The IRC is a prescriptive-oriented (specification) code with some examples of performance code language. It has been said that the IRC is the complete cookbook for residential construction. Section R301.1, for example, is written in performance language, but states that the prescriptive requirements of the code will achieve such performance.

It is important to understand that the IRC contains coverage for what is conventional and common in residential construction practice. While the IRC will provide all of the needed coverage for most residential construction, it might not address construction practices and systems that are atypical or rarely encountered in the industry.
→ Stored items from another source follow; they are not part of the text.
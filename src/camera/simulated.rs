//! Synthetic camera feed used when no physical camera is available.

use super::source::FrameSource;
use super::types::{CameraError, Frame, Resolution};

const SIM_FPS: u32 = 30;

/// Animated colour gradient, 640x480.
///
/// Each frame is computed from its index rather than the wall clock, so the
/// feed is reproducible.
#[derive(Debug)]
pub struct SimulatedSource {
    resolution: Resolution,
    frame_index: u64,
}

impl Default for SimulatedSource {
    fn default() -> Self {
        Self::new()
    }
}

impl SimulatedSource {
    pub fn new() -> Self {
        Self::with_resolution(Resolution::VGA)
    }

    pub fn with_resolution(resolution: Resolution) -> Self {
        Self {
            resolution,
            frame_index: 0,
        }
    }

    /// Render frame number `index`. Pixels are painted in 2x2 blocks.
    pub fn render(&self, index: u64) -> Frame {
        let width = self.resolution.width as usize;
        let height = self.resolution.height as usize;
        let t = index as f32 * 2.0 / SIM_FPS as f32;
        let mut data = vec![0u8; width * height * Frame::BYTES_PER_PIXEL];

        for y in (0..height).step_by(2) {
            for x in (0..width).step_by(2) {
                let (xf, yf) = (x as f32, y as f32);
                let r = channel(xf / 50.0 + t);
                let g = channel(yf / 50.0 + t * 0.7);
                let b = channel((xf + yf) / 100.0 + t * 1.3);

                for py in y..(y + 2).min(height) {
                    for px in x..(x + 2).min(width) {
                        let i = (py * width + px) * Frame::BYTES_PER_PIXEL;
                        data[i] = r;
                        data[i + 1] = g;
                        data[i + 2] = b;
                    }
                }
            }
        }

        Frame::new(data, self.resolution.width, self.resolution.height)
    }
}

fn channel(phase: f32) -> u8 {
    (127.0 + 127.0 * phase.sin()) as u8
}

impl FrameSource for SimulatedSource {
    fn read_frame(&mut self) -> Result<Frame, CameraError> {
        self.frame_index += 1;
        Ok(self.render(self.frame_index))
    }

    fn resolution(&self) -> Resolution {
        self.resolution
    }

    fn frame_rate(&self) -> u32 {
        SIM_FPS
    }

    fn describe(&self) -> String {
        "simulated camera".to_string()
    }
}

#[cfg(test)]
mod tests {
    use super::*;

    #[test]
    fn test_frames_have_declared_size() {
        let mut source = SimulatedSource::with_resolution(Resolution { width: 33, height: 17 });
        let frame = source.read_frame().unwrap();
        assert!(frame.is_consistent());
        assert_eq!(frame.width, 33);
        assert_eq!(frame.height, 17);
    }

    #[test]
    fn test_feed_animates() {
        let source = SimulatedSource::with_resolution(Resolution { width: 16, height: 16 });
        assert_ne!(source.render(1).data, source.render(10).data);
    }

    #[test]
    fn test_feed_is_reproducible() {
        let source = SimulatedSource::with_resolution(Resolution { width: 8, height: 8 });
        assert_eq!(source.render(5).data, source.render(5).data);
    }
}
Sections such as R301.1.3, R301.2.2, R320.1, R322.1, N1101.2, M1301.1, G2401.1, P2601.1 and E3401.2 refer to other codes either as an alternative to the provisions of the IRC or where the IRC lacks coverage for a particular type of structure, design, system, appliance or method of construction. In other words, the IRC is meant to be all inclusive for typical residential construction and it relies on other codes only where alternatives are desired or where the code lacks coverage for the uncommon aspect of residential construction. Of course, the IRC constantly evolves to address new technologies and construction practices that were once uncommon, but now common.

1009.10.2 Treads of alternating tread devices.

Alternating tread devices shall have a minimum projected tread of 5 inches (127 mm), a minimum tread depth of 81/2 inches (216 mm), a minimum tread width of 7 inches (178 mm) and a maximum riser height of 91/2 inches (241 mm). The projected tread depth shall be measured horizontally between the vertical planes of the foremost projections of adjacent treads. The riser height shall be measured vertically between the leading edges of adjacent treads. The combination of riser height and projected tread depth provided shall result in an alternating tread device angle that complies with Section 1002. The initial tread of the device shall begin at the same elevation as the platform, landing or floor surface.

Exception: Alternating tread devices used as an element of a means of egress in buildings from a mezzanine area not more than 250 square feet (23 m2) in area which serves not more than five occupants shall have a minimum projected tread of 81/2 inches (216 mm) with a minimum tread depth of 101/2 inches (267 mm). The rise to the next alternating tread surface should not be more than 8 inches (203 mm).

1009.11 Ship ladders.

Ship ladders are permitted to be used in Group I-3 as a component of a means of egress to and from control rooms or elevated facility observation stations not more than 250 square feet (23 m2) with not more than three occupants and for access to unoccupied roofs.

Ship ladders shall have a minimum tread depth of 5 inches (127 mm). The tread shall be projected such that the total of the tread depth plus the nosing projection is no less than 81/2 inches (216 mm). The maximum riser height shall be 91/2 inches (241 mm).

Handrails shall be provided on both sides of ship ladders. The minimum clear width at and below the handrails shall be 20 inches (508 mm).

I would prefer a ships ladder over an alternating tread device any day.


----------